Born Laura de Force in Erie County, Pennsylvania, on August 17, 1838, she was a Spiritualist before she was a feminist. The 19th century religious movement focused on communication with spirits and ghosts of the deceased, and de Force gained a following as a trance speaker—someone who could channel a spirit. She spent her early adulthood traveling through her native Pennsylvania and New England, giving lectures on a variety of topics including Spiritualism, temperance, and women’s suffrage.

She met her husband, Dr. Charles H. Gordon, while working as a trance speaker, and the couple decided to move to Nevada, and then California, in the late 1860s. She continued to give lectures on Spiritualism, the abolition of alcohol, and women’s rights along the way, although not without some pushback: Occasionally, men in the audience would stand up and try to debate her, but “she would turn it on them every time and the audience would roar,” according to the Lodi Historian.

Like a number of women—including Victoria Woodhull, often credited as the first woman to run for president of the United States—Gordon used her platform as a trance speaker and medium as a launching pad for a career as a women’s rights campaigner. She gave California’s first recorded speech on women and the vote in San Francisco in 1868, then helped found the California Woman’s Suffrage Society in 1870, often speaking before the state legislature on the society’s behalf. She would later serve as its president from 1884 to 1894.

Her career as a newspaperwoman began as a side effect of a failed campaign for a state senate seat. In 1871, just a year after she settled in California, the Independent Party of San Joaquin nominated her as their candidate. Women couldn’t yet vote, making a win highly unlikely, but the run was meant to make a point. Yet the male-dominated newspapers of the region didn’t take her campaign—or her work for women’s rights—seriously. Most just ignored it.

Gordon's solution was to purchase her own newspaper, the Stockton Leader. Her career as a newspaperwoman didn't end there: She converted the Stockton Leader to a daily in 1874 (in the process becoming the first woman to publish a daily paper in the nation); edited the Daily Democrat in Oakland, California; helped her sister Gertie found a weekly newspaper of her own; and served as a regular contributor to several California newspapers as well as the New Northwest of Portland, Oregon. Her status as a reporter and publisher granted her entry into a number of venues that would otherwise be closed to her as a woman, such as the State Assembly, where she had a press desk as a correspondent for the Sacramento Bee.

"LADY LAWYERS"

But Gordon wasn’t content to remain a journalist. She wanted a career in the courtroom. In order to make that happen, though, a number of things needed to change—starting with a California law that barred anyone but white males from being admitted to the state bar. Gordon teamed up with fellow writer and activist Clara Shortridge Foltz, and the pair worked together with state lawmakers to change the rule. Their work culminated in the Woman Lawyer’s Bill in March 1878, which went beyond its name to allow admission of “any citizen or person” to the bar.

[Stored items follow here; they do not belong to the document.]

//! Repository for the `graveyards` table.
//!
//! At most one graveyard per user is active. The partial unique index
//! `uq_graveyards_one_active_per_user` enforces it; [`GraveyardRepo::set_active`]
//! moves the flag inside one transaction so the index never trips.

use gravekeeper_core::graveyard::can_delete_graveyard;
use gravekeeper_core::types::DbId;
use sqlx::PgPool;

use crate::models::graveyard::{CreateGraveyard, Graveyard, GraveyardDeletion, UpdateGraveyard};

/// Column list shared across queries to avoid repetition.
pub(crate) const COLUMNS: &str = "id, user_id, name, theme, is_active, created_at, updated_at";

/// Provides CRUD operations for graveyards.
pub struct GraveyardRepo;

impl GraveyardRepo {
    /// List a user's graveyards, newest first.
    pub async fn list_for_user(pool: &PgPool, user_id: DbId) -> Result<Vec<Graveyard>, sqlx::Error> {
        let query = format!(
            "SELECT {COLUMNS} FROM graveyards
             WHERE user_id = $1
             ORDER BY created_at DESC, id DESC"
        );
        sqlx::query_as::<_, Graveyard>(&query)
            .bind(user_id)
            .fetch_all(pool)
            .await
    }

    /// Find a graveyard owned by `user_id`.
    pub async fn find_for_user(
        pool: &PgPool,
        id: DbId,
        user_id: DbId,
    ) -> Result<Option<Graveyard>, sqlx::Error> {
        let query = format!("SELECT {COLUMNS} FROM graveyards WHERE id = $1 AND user_id = $2");
        sqlx::query_as::<_, Graveyard>(&query)
            .bind(id)
            .bind(user_id)
            .fetch_optional(pool)
            .await
    }

    pub async fn count_for_user(pool: &PgPool, user_id: DbId) -> Result<i64, sqlx::Error> {
        sqlx::query_scalar("SELECT COUNT(*) FROM graveyards WHERE user_id = $1")
            .bind(user_id)
            .fetch_one(pool)
            .await
    }

    /// Insert a new, inactive graveyard.
    pub async fn create(
        pool: &PgPool,
        user_id: DbId,
        input: &CreateGraveyard,
    ) -> Result<Graveyard, sqlx::Error> {
        let query = format!(
            "INSERT INTO graveyards (user_id, name, theme, is_active)
             VALUES ($1, $2, $3, false)
             RETURNING {COLUMNS}"
        );
        sqlx::query_as::<_, Graveyard>(&query)
            .bind(user_id)
            .bind(&input.name)
            .bind(&input.theme)
            .fetch_one(pool)
            .await
    }

    /// Create the user's first graveyard, already active.
    ///
    /// Returns `None` when the user already has a graveyard, including when a
    /// concurrent request created it first.
    pub async fn create_default(
        pool: &PgPool,
        user_id: DbId,
        name: &str,
        theme: &str,
    ) -> Result<Option<Graveyard>, sqlx::Error> {
        let query = format!(
            "INSERT INTO graveyards (user_id, name, theme, is_active)
             SELECT $1, $2, $3, true
             WHERE NOT EXISTS (SELECT 1 FROM graveyards WHERE user_id = $1)
             ON CONFLICT (user_id) WHERE is_active DO NOTHING
             RETURNING {COLUMNS}"
        );
        sqlx::query_as::<_, Graveyard>(&query)
            .bind(user_id)
            .bind(name)
            .bind(theme)
            .fetch_optional(pool)
            .await
    }

    /// Apply a partial update. Only non-`None` fields in `input` are applied.
    pub async fn update(
        pool: &PgPool,
        id: DbId,
        user_id: DbId,
        input: &UpdateGraveyard,
    ) -> Result<Option<Graveyard>, sqlx::Error> {
        let query = format!(
            "UPDATE graveyards SET
                name = COALESCE($3, name),
                theme = COALESCE($4, theme),
                updated_at = NOW()
             WHERE id = $1 AND user_id = $2
             RETURNING {COLUMNS}"
        );
        sqlx::query_as::<_, Graveyard>(&query)
            .bind(id)
            .bind(user_id)
            .bind(&input.name)
            .bind(&input.theme)
            .fetch_optional(pool)
            .await
    }

    /// Make `id` the user's only active graveyard.
    ///
    /// Clears every sibling and sets the target in one transaction. Returns
    /// `None` (and changes nothing) when the graveyard is not the user's.
    pub async fn set_active(
        pool: &PgPool,
        id: DbId,
        user_id: DbId,
    ) -> Result<Option<Graveyard>, sqlx::Error> {
        let mut tx = pool.begin().await?;

        sqlx::query(
            "UPDATE graveyards SET is_active = false, updated_at = NOW()
             WHERE user_id = $1 AND is_active AND id <> $2",
        )
        .bind(user_id)
        .bind(id)
        .execute(&mut *tx)
        .await?;

        let query = format!(
            "UPDATE graveyards SET is_active = true, updated_at = NOW()
             WHERE id = $1 AND user_id = $2
             RETURNING {COLUMNS}"
        );
        let activated = sqlx::query_as::<_, Graveyard>(&query)
            .bind(id)
            .bind(user_id)
            .fetch_optional(&mut *tx)
            .await?;

        match activated {
            Some(graveyard) => {
                tx.commit().await?;
                Ok(Some(graveyard))
            }
            None => {
                tx.rollback().await?;
                Ok(None)
            }
        }
    }

    /// Delete a graveyard unless it is the owner's last one.
    ///
    /// The owner's rows are locked while counting so two concurrent deletes
    /// cannot both pass the guard.
    pub async fn delete_unless_last(
        pool: &PgPool,
        id: DbId,
        user_id: DbId,
    ) -> Result<GraveyardDeletion, sqlx::Error> {
        let mut tx = pool.begin().await?;

        let owned: Vec<DbId> =
            sqlx::query_scalar("SELECT id FROM graveyards WHERE user_id = $1 FOR UPDATE")
                .bind(user_id)
                .fetch_all(&mut *tx)
                .await?;

        if !owned.contains(&id) {
            return Ok(GraveyardDeletion::NotFound);
        }
        if !can_delete_graveyard(owned.len()) {
            return Ok(GraveyardDeletion::LastRemaining);
        }

        sqlx::query("DELETE FROM graveyards WHERE id = $1 AND user_id = $2")
            .bind(id)
            .bind(user_id)
            .execute(&mut *tx)
            .await?;
        tx.commit().await?;

        Ok(GraveyardDeletion::Deleted)
    }
}
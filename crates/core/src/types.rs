/// All database primary keys are PostgreSQL BIGSERIAL.
pub type DbId = i64;

/// All timestamps are UTC.
pub type Timestamp = chrono::DateTime<chrono::Utc>;

/// Calendar dates (birth / death) carry no time zone.
pub type CalendarDate = chrono::NaiveDate;
//! Account deletion cascade steps.

use serde::{Deserialize, Serialize};

/// One step of the account-deletion cascade, in execution order.
#[derive(Debug, Clone, Copy, PartialEq, Eq, Serialize, Deserialize)]
#[serde(rename_all = "snake_case")]
pub enum AccountDeletionStep {
    Memorials,
    Graveyards,
    Profile,
    Sessions,
    Identity,
}

pub const DELETION_ORDER: [AccountDeletionStep; 5] = [
    AccountDeletionStep::Memorials,
    AccountDeletionStep::Graveyards,
    AccountDeletionStep::Profile,
    AccountDeletionStep::Sessions,
    AccountDeletionStep::Identity,
];

impl AccountDeletionStep {
    pub fn as_str(self) -> &'static str {
        match self {
            Self::Memorials => "memorials",
            Self::Graveyards => "graveyards",
            Self::Profile => "profile",
            Self::Sessions => "sessions",
            Self::Identity => "identity",
        }
    }

    /// User-facing message when this step fails.
    pub fn failure_message(self) -> &'static str {
        match self {
            Self::Memorials => "Failed to delete memorials",
            Self::Graveyards => "Failed to delete graveyards",
            Self::Profile => "Failed to delete profile",
            Self::Sessions => "Failed to revoke sessions",
            Self::Identity => "Failed to delete identity",
        }
    }
}

impl std::fmt::Display for AccountDeletionStep {
    fn fmt(&self, f: &mut std::fmt::Formatter<'_>) -> std::fmt::Result {
        f.write_str(self.as_str())
    }
}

That was just the first hurdle Gordon and Foltz had to leap over to begin their law careers. Although they were now technically permitted to work as attorneys, and no specific rule prevented their law training, law schools could still prevent them—in practice, if not in theory—from getting the education they needed for successful careers.

The saga began when Foltz registered to attend classes at Hastings College of the Law, one of the first law schools in California. Her first day was full of disruptions, as the male students imitated her every move as part of a hazing ritual. On the second day, she was blocked from classes by a janitor and had to get a note from the dean before she was allowed in.

On the third day, Gordon joined her friend, and the two vowed to support each other in their attempts to get a legal education. This lasted only a day before the school’s Board of Directors asked them not to return. “There was no written explanation for the exclusion, but Dean Hastings told [Foltz] and Gordon that their presence, particularly their rustling skirts, was bothering the other scholars,” writes Barbara Babcock in her book Woman Lawyer: The Trials of Clara Foltz.

A photo of Laura de Force Gordon
Ralph Lea

The pair decided to fight. They continued to attend lectures until physically barred from the classrooms by their male classmates. Babcock writes that "they came to class one day to find the men blocking their entrance, staring at them in silent hostility."

In February 1879, they took the fight to the courts and the state legislature. Gordon and Foltz devised a single-line amendment to the state constitution, which Gordon sent to her allies at the second California constitutional convention, then in progress at the time. It read, “No person shall, on account of sex, be disqualified from entering upon or pursuing any lawful business, vocation or profession.” It was soon adopted by the convention.

At the same time, with advice from Gordon’s friend David Terry, a legal expert from Stockton, California, each woman filed a lawsuit against the college’s Board of Directors. The lawsuits relied on the fact that the law school was part of the state’s coeducational, taxpayer-funded public university system and should be required to admit the pair under those conditions. Gordon filed in the California Supreme Court, while Foltz filed in the state’s trial court. When the Supreme Court declined to take up the case, Gordon joined Foltz in the trial court.

By many accounts, the pair argued their case eloquently and skillfully. At the end of the trial, even Delos Lake, one of the attorneys representing the law school’s board, was convinced that they would be good attorneys. “If fair ladies were to be lawyers, [I] would rather have them as associates than opponents,” he said—apparently meaning he didn't ever want to be on the other side of the dock from them again. The judge ruled in their favor, as did the California Supreme Court on appeal, and they were admitted to the college.

For both, it was an enormous victory, and they became the first two women admitted to the bar of the Supreme Court of California.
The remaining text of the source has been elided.